Imaging Metallomics - Picturing Metal Behaviour in Cancer

Lead Research Organisation: King's College London
Department Name: Imaging & Biomedical Engineering

Abstract

Metal ions have unique chemical properties that make some of them essential nutrients for human health. On the other hand, if their trafficking is dysregulated this can contribute to development of disease. Many drugs either (i) contain a metal in their structure or (ii) exert their action by influencing metal trafficking in our body.
Drugs based on the metal platinum are widely used in the treatment of several cancers, including ovarian cancer, but unfortunately in many patients the tumour eventually stops responding to treatment and becomes 'platinum resistant', leaving patients with fewer therapeutic options and poorer survival rate.

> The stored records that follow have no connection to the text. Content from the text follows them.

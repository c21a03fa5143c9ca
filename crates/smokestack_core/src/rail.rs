//! Railroad network connectivity analysis.
//!
//! The railroad bonus is driven by one connected component: a flood fill
//! seeded from the first-placed railroad, expanding through 4-directional
//! adjacency across railroad cells. Railroads disconnected from that seed
//! component are excluded from the bonus even though they are still
//! railroads - this is deliberate, and the production numbers depend on it.
//!
//! Both queries are pure functions over a borrowed building slice; no graph
//! is cached across ticks.

use std::collections::HashSet;

use crate::catalog::{Building, BuildingCatalog, BuildingKind};

/// 4-directional neighborhood (no diagonals).
const NEIGHBORS: [(i64, i64); 4] = [(0, 1), (0, -1), (1, 0), (-1, 0)];

/// Cells of the connected railroad component.
///
/// Empty when no railroad exists. Otherwise the flood fill is seeded from
/// the first railroad in building-list (placement) order, so which
/// component "wins" is stable across recomputation.
#[must_use]
pub fn connected_cells(
    buildings: &[Building],
    catalog: &BuildingCatalog,
) -> HashSet<(u32, u32)> {
    let rail_cells: HashSet<(u32, u32)> = buildings
        .iter()
        .filter(|b| b.kind == BuildingKind::Railroad)
        .flat_map(|b| catalog.footprint(b.kind).cells(b.cell.0, b.cell.1))
        .collect();

    let Some(seed) = buildings
        .iter()
        .find(|b| b.kind == BuildingKind::Railroad)
        .map(|b| b.cell)
    else {
        return HashSet::new();
    };

    let mut visited = HashSet::new();
    let mut to_visit = vec![seed];

    while let Some((x, y)) = to_visit.pop() {
        if !visited.insert((x, y)) {
            continue;
        }
        for (dx, dy) in NEIGHBORS {
            let nx = i64::from(x) + dx;
            let ny = i64::from(y) + dy;
            if nx < 0 || ny < 0 {
                continue;
            }
            let neighbor = (nx as u32, ny as u32);
            if rail_cells.contains(&neighbor) && !visited.contains(&neighbor) {
                to_visit.push(neighbor);
            }
        }
    }

    visited
}

/// Whether any cell bordering the building's footprint (4-directionally)
/// lies in the connected railroad component.
#[must_use]
pub fn is_adjacent_to_network(
    building: &Building,
    catalog: &BuildingCatalog,
    network: &HashSet<(u32, u32)>,
) -> bool {
    let footprint = catalog.footprint(building.kind);
    for (cx, cy) in footprint.cells(building.cell.0, building.cell.1) {
        for (dx, dy) in NEIGHBORS {
            let nx = i64::from(cx) + dx;
            let ny = i64::from(cy) + dy;
            if nx < 0 || ny < 0 {
                continue;
            }
            if network.contains(&(nx as u32, ny as u32)) {
                return true;
            }
        }
    }
    false
}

It has been found, from studies in cells and patient biopsies, that platinum resistant cancer tends to take up less of the platinum drug. While the exact mechanism through which platinum drugs enter the tumours is not fully known, some studies showed that these drugs could use the same 'doorway' into the cell used by copper, a metal essential for our health. Therefore, accumulation of platinum drugs in ovarian cancer, and potentially their ability to respond to these drugs, could be linked to the tumour's ability to accumulate copper.
In this project, I will study the relationship between resistance to platinum drugs in ovarian cancer and its ability to accumulate these drugs and copper. I will also investigate whether removing copper, thus making the tumour more 'hungry' for this essential nutrient, will also trick it into taking up more platinum drugs, potentially reversing platinum resistance.

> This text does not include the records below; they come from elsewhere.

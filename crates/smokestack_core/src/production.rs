//! Time-gated resource production.
//!
//! Each production category runs its own fixed-interval timer against the
//! simulation clock. When an interval elapses, every currently active
//! building of that kind pays out its live rate plus a railroad-proximity
//! bonus. The timer resets to the current time whether or not anything
//! fired, so an interval with zero active buildings still resets and pays
//! nothing.

use std::collections::HashSet;

use serde::{Deserialize, Serialize};

use crate::catalog::{Building, BuildingCatalog, BuildingKind};
use crate::labor::Tunables;
use crate::math::Fixed;
use crate::rail;

/// Factory payout interval in simulation milliseconds.
pub const FACTORY_INTERVAL_MS: u64 = 5_000;

/// Farm payout interval in simulation milliseconds.
pub const FARM_INTERVAL_MS: u64 = 10_000;

/// Mine payout interval in simulation milliseconds.
pub const MINE_INTERVAL_MS: u64 = 10_000;

/// A production category firing with at least one active building.
///
/// Used by the orchestrator to credit the balance and by the presentation
/// layer as its "resource produced" signal.
#[derive(Debug, Clone, Copy, PartialEq, Eq)]
pub struct ProductionEvent {
    /// Which category fired.
    pub kind: BuildingKind,
    /// How many active buildings paid out.
    pub buildings: u32,
    /// Total resources credited.
    pub amount: Fixed,
}

/// Independent per-category production timers.
#[derive(Debug, Clone, Copy, PartialEq, Eq, Default, Serialize, Deserialize)]
pub struct ProductionClock {
    /// Last factory payout evaluation, simulation ms.
    last_factory_ms: u64,
    /// Last farm payout evaluation, simulation ms.
    last_farm_ms: u64,
    /// Last mine payout evaluation, simulation ms.
    last_mine_ms: u64,
}

impl ProductionClock {
    /// Clock with all timers anchored at simulation time zero.
    #[must_use]
    pub fn new() -> Self {
        Self::default()
    }

    /// Evaluate every category timer at `now_ms`.
    ///
    /// Returns one event per category that fired with at least one active
    /// building. The railroad component is recomputed once per evaluation
    /// in which any timer is due; the bonus per adjacent building is
    /// `base_yield x component_size / 100`, using the kind's immutable base
    /// yield even when technology has raised the live rate.
    pub fn advance(
        &mut self,
        now_ms: u64,
        buildings: &[Building],
        catalog: &BuildingCatalog,
        tunables: &Tunables,
    ) -> Vec<ProductionEvent> {
        let factory_due = now_ms - self.last_factory_ms >= FACTORY_INTERVAL_MS;
        let farm_due = now_ms - self.last_farm_ms >= FARM_INTERVAL_MS;
        let mine_due = now_ms - self.last_mine_ms >= MINE_INTERVAL_MS;

        let mut events = Vec::new();
        if !(factory_due || farm_due || mine_due) {
            return events;
        }

        let network = rail::connected_cells(buildings, catalog);

        if factory_due {
            events.extend(payout(BuildingKind::Factory, buildings, catalog, tunables, &network));
            self.last_factory_ms = now_ms;
        }
        if farm_due {
            events.extend(payout(BuildingKind::Farm, buildings, catalog, tunables, &network));
            self.last_farm_ms = now_ms;
        }
        if mine_due {
            events.extend(payout(BuildingKind::Mine, buildings, catalog, tunables, &network));
            self.last_mine_ms = now_ms;
        }

        events
    }
}

/// Pay out one category. `None` when no building of the kind is active.
fn payout(
    kind: BuildingKind,
    buildings: &[Building],
    catalog: &BuildingCatalog,
    tunables: &Tunables,
    network: &HashSet<(u32, u32)>,
) -> Option<ProductionEvent> {
    let rate = Fixed::from_num(tunables.rate(kind));
    let base_yield = Fixed::from_num(catalog.spec(kind).base_yield);
    let component_size = Fixed::from_num(network.len() as u32);

    let mut amount = Fixed::ZERO;
    let mut count = 0u32;
    for building in buildings.iter().filter(|b| b.kind == kind && b.active) {
        let bonus = if rail::is_adjacent_to_network(building, catalog, network) {
            base_yield * component_size / Fixed::from_num(100)
        } else {
            Fixed::ZERO
        };
        amount += rate + bonus;
        count += 1;
    }

    (count > 0).then_some(ProductionEvent {
        kind,
        buildings: count,
        amount,
    })
}

#[cfg(test)]
mod tests {
    use super::*;

    fn active(kind: BuildingKind, cell: (u32, u32)) -> Building {
        let mut b = Building::new(kind, cell);
        b.active = true;
        b
    }

    fn rail_at(x: u32, y: u32) -> Building {
        let mut b = Building::new(BuildingKind::Railroad, (x, y));
        b.active = true;
        b
    }

    #[test]
    fn test_nothing_fires_before_interval() {
        let catalog = BuildingCatalog::standard();
        let tunables = Tunables::default();
        let buildings = vec![active(BuildingKind::Factory, (0, 0))];
        let mut clock = ProductionClock::new();

        assert!(clock.advance(4_999, &buildings, &catalog, &tunables).is_empty());
        let events = clock.advance(5_000, &buildings, &catalog, &tunables);
        assert_eq!(events.len(), 1);
        assert_eq!(events[0].kind, BuildingKind::Factory);
        assert_eq!(events[0].amount, Fixed::from_num(10));
    }

    #[test]
    fn test_intervals_are_independent() {
        let catalog = BuildingCatalog::standard();
        let tunables = Tunables::default();
        let buildings = vec![
            active(BuildingKind::Factory, (0, 0)),
            active(BuildingKind::Farm, (4, 0)),
            active(BuildingKind::Mine, (8, 0)),
        ];
        let mut clock = ProductionClock::new();

        // At 5s only the factory fires
        let events = clock.advance(5_000, &buildings, &catalog, &tunables);
        assert_eq!(events.len(), 1);
        assert_eq!(events[0].kind, BuildingKind::Factory);

        // At 10s the factory fires again alongside farm and mine
        let events = clock.advance(10_000, &buildings, &catalog, &tunables);
        let kinds: Vec<_> = events.iter().map(|e| e.kind).collect();
        assert_eq!(
            kinds,
            vec![BuildingKind::Factory, BuildingKind::Farm, BuildingKind::Mine]
        );
        assert_eq!(events[1].amount, Fixed::from_num(20));
        assert_eq!(events[2].amount, Fixed::from_num(20));
    }

    #[test]
    fn test_inactive_buildings_pay_nothing() {
        let catalog = BuildingCatalog::standard();
        let tunables = Tunables::default();
        let buildings = vec![Building::new(BuildingKind::Factory, (0, 0))];
        let mut clock = ProductionClock::new();

        assert!(clock.advance(5_000, &buildings, &catalog, &tunables).is_empty());
    }

    #[test]
    fn test_timer_resets_even_with_no_active_buildings() {
        let catalog = BuildingCatalog::standard();
        let tunables = Tunables::default();
        let mut buildings = vec![Building::new(BuildingKind::Factory, (0, 0))];
        let mut clock = ProductionClock::new();

        // Interval elapses with the factory idle: no payout, timer resets
        assert!(clock.advance(6_000, &buildings, &catalog, &tunables).is_empty());

        buildings[0].active = true;
        // Only 4s since the reset: still nothing
        assert!(clock.advance(10_000, &buildings, &catalog, &tunables).is_empty());
        // A full interval after the reset: fires
        let events = clock.advance(11_000, &buildings, &catalog, &tunables);
        assert_eq!(events.len(), 1);
    }

    #[test]
    fn test_railroad_bonus_uses_base_yield_and_component_size() {
        let catalog = BuildingCatalog::standard();
        let mut tunables = Tunables::default();
        // Technology has raised the live factory rate; the bonus must still
        // use the immutable base yield of 10.
        tunables.factory_rate = 15;

        // Factory at (0,0) is 2x2; railroad snake hugging its right edge
        let buildings = vec![
            active(BuildingKind::Factory, (0, 0)),
            rail_at(2, 0),
            rail_at(2, 1),
            rail_at(2, 2),
        ];
        let mut clock = ProductionClock::new();
        let events = clock.advance(5_000, &buildings, &catalog, &tunables);

        let expected = Fixed::from_num(15)
            + Fixed::from_num(10) * Fixed::from_num(3) / Fixed::from_num(100);
        assert_eq!(events.len(), 1);
        assert_eq!(events[0].amount, expected);
    }

    #[test]
    fn test_no_bonus_when_not_adjacent() {
        let catalog = BuildingCatalog::standard();
        let tunables = Tunables::default();
        let buildings = vec![
            active(BuildingKind::Factory, (0, 0)),
            rail_at(10, 10),
            rail_at(11, 10),
        ];
        let mut clock = ProductionClock::new();
        let events = clock.advance(5_000, &buildings, &catalog, &tunables);
        assert_eq!(events[0].amount, Fixed::from_num(10));
    }

    #[test]
    fn test_multiple_active_buildings_sum() {
        let catalog = BuildingCatalog::standard();
        let tunables = Tunables::default();
        let buildings = vec![
            active(BuildingKind::Farm, (0, 0)),
            active(BuildingKind::Farm, (4, 0)),
            active(BuildingKind::Farm, (8, 0)),
        ];
        let mut clock = ProductionClock::new();
        let events = clock.advance(10_000, &buildings, &catalog, &tunables);
        assert_eq!(events[0].buildings, 3);
        assert_eq!(events[0].amount, Fixed::from_num(60));
    }
}
//! Fixed-point math utilities for deterministic simulation.
//!
//! All game simulation uses fixed-point arithmetic to ensure
//! deterministic behavior across platforms. Floating-point
//! operations can produce different results on different CPUs.

use fixed::types::I32F32;

/// Fixed-point number type for all simulation math.
///
/// Uses 32 bits for integer part and 32 bits for fractional part.
/// Range: approximately -2,147,483,648 to 2,147,483,647
/// Precision: approximately 0.00000000023
pub type Fixed = I32F32;

/// Convert a millisecond duration to fractional seconds.
///
/// Pollution accrual is specified in seconds while the simulation clock
/// runs in milliseconds.
#[must_use]
pub fn ms_to_seconds(ms: u64) -> Fixed {
    Fixed::from_num(ms) / Fixed::from_num(1000)
}

/// Serde support for fixed-point numbers.
///
/// Serializes fixed-point numbers as their raw bit representation (i64)
/// to preserve exact precision across serialization boundaries.
pub mod fixed_serde {
    use super::Fixed;
    use serde::{Deserialize, Deserializer, Serialize, Serializer};

    /// Serialize a fixed-point number as its raw bit representation.
    pub fn serialize<S>(value: &Fixed, serializer: S) -> Result<S::Ok, S::Error>
    where
        S: Serializer,
    {
        value.to_bits().serialize(serializer)
    }

    /// Deserialize a fixed-point number from its raw bit representation.
    pub fn deserialize<'de, D>(deserializer: D) -> Result<Fixed, D::Error>
    where
        D: Deserializer<'de>,
    {
        let bits = i64::deserialize(deserializer)?;
        Ok(Fixed::from_bits(bits))
    }
}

To study all of this while it's happening inside the body, I will label both the platinum drugs and copper with a radioactive tag so that we can track them inside a living organism in real-time images using a scanner.

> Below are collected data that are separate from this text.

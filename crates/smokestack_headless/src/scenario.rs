//! Scenario loading and configuration.
//!
//! Scenarios define the starting condition and the scripted player input for
//! a headless run: which frame each command lands on, the timestep, and how
//! long to run.

use std::path::Path;

use serde::{Deserialize, Serialize};
use thiserror::Error;

use smokestack_core::catalog::BuildingKind;
use smokestack_core::city::{CityState, Command};
use smokestack_core::math::Fixed;

/// Error type for scenario operations.
#[derive(Error, Debug)]
pub enum ScenarioError {
    /// File not found.
    #[error("Scenario file not found: {0}")]
    FileNotFound(String),
    /// Failed to read file.
    #[error("Failed to read scenario file: {0}")]
    ReadError(#[from] std::io::Error),
    /// Failed to parse RON.
    #[error("Failed to parse scenario: {0}")]
    ParseError(#[from] ron::error::SpannedError),
}

/// Starting condition for a run.
#[derive(Debug, Clone, Copy, PartialEq, Eq, Serialize, Deserialize, Default)]
pub enum Start {
    /// The standard founded settlement (farm + four houses, 200 on hand).
    #[default]
    Standard,
    /// An empty board with an explicit starting balance.
    Empty {
        /// Starting resource balance (whole units).
        balance: i64,
    },
}

impl Start {
    /// Build the initial city state.
    #[must_use]
    pub fn build(self) -> CityState {
        match self {
            Start::Standard => CityState::new(),
            Start::Empty { balance } => CityState::empty(Fixed::from_num(balance)),
        }
    }
}

/// A command scheduled for a specific frame.
#[derive(Debug, Clone, Copy, PartialEq, Eq, Serialize, Deserialize)]
pub struct ScheduledCommand {
    /// Frame the command is applied on (0-based).
    pub frame: u64,
    /// The command itself.
    pub command: Command,
}

/// A complete scenario configuration.
#[derive(Debug, Clone, Serialize, Deserialize)]
pub struct Scenario {
    /// Scenario name.
    pub name: String,
    /// Human-readable description.
    pub description: String,
    /// Frame duration on the simulation clock.
    pub dt_ms: u64,
    /// Total frames to run.
    pub frames: u64,
    /// Starting condition.
    #[serde(default)]
    pub start: Start,
    /// Scripted commands, sorted by frame. At most one command applies per
    /// frame; extra commands scheduled on the same frame are dropped.
    #[serde(default)]
    pub commands: Vec<ScheduledCommand>,
}

impl Default for Scenario {
    fn default() -> Self {
        Self::boomtown()
    }
}

impl Scenario {
    /// Load a scenario from a RON file.
    pub fn load<P: AsRef<Path>>(path: P) -> Result<Self, ScenarioError> {
        let path = path.as_ref();
        if !path.exists() {
            return Err(ScenarioError::FileNotFound(path.display().to_string()));
        }
        let contents = std::fs::read_to_string(path)?;
        let scenario: Scenario = ron::from_str(&contents)?;
        Ok(scenario)
    }

    /// Load from a RON string (useful for embedded scenarios).
    pub fn from_ron_str(ron: &str) -> Result<Self, ScenarioError> {
        let scenario: Scenario = ron::from_str(ron)?;
        Ok(scenario)
    }

    /// The built-in demo: grow the founding settlement into a rail-served
    /// farm town over two simulated minutes, then research housing tech
    /// from the proceeds.
    #[must_use]
    pub fn boomtown() -> Self {
        Self {
            name: "Boomtown".to_string(),
            description: "Grow the founding settlement into a rail-served farm town".to_string(),
            dt_ms: 16,
            frames: 7_500, // two simulated minutes at 60 Hz
            start: Start::Standard,
            commands: vec![
                // More housing first: capacity gates everything else
                ScheduledCommand {
                    frame: 0,
                    command: Command::SelectBuilding(BuildingKind::House),
                },
                ScheduledCommand {
                    frame: 1,
                    command: Command::Place { px: 400, py: 280 },
                },
                ScheduledCommand {
                    frame: 2,
                    command: Command::Place { px: 400, py: 300 },
                },
                // Rail service along the farm's southern edge for the bonus
                ScheduledCommand {
                    frame: 240,
                    command: Command::SelectBuilding(BuildingKind::Railroad),
                },
                ScheduledCommand {
                    frame: 241,
                    command: Command::Place { px: 460, py: 320 },
                },
                ScheduledCommand {
                    frame: 242,
                    command: Command::Place { px: 480, py: 320 },
                },
                ScheduledCommand {
                    frame: 243,
                    command: Command::Place { px: 500, py: 320 },
                },
                // Farm proceeds eventually cover the cheapest housing tech
                ScheduledCommand {
                    frame: 7_000,
                    command: Command::Research(6),
                },
            ],
        }
    }

    /// The command scheduled for a frame, if any.
    #[must_use]
    pub fn command_for_frame(&self, frame: u64) -> Option<Command> {
        self.commands
            .iter()
            .find(|c| c.frame == frame)
            .map(|c| c.command)
    }
}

This project will not only improve our understanding of why ovarian cancer becomes resistant to platinum drugs but will also enable the development of imaging-based tools to check if a patient's tumour is resistant to platinum drugs, so that the patient can be moved to different treatments. Finally, research into strategies to reverse platinum resistance will help increasing the number of patients that can benefit from platinum drugs.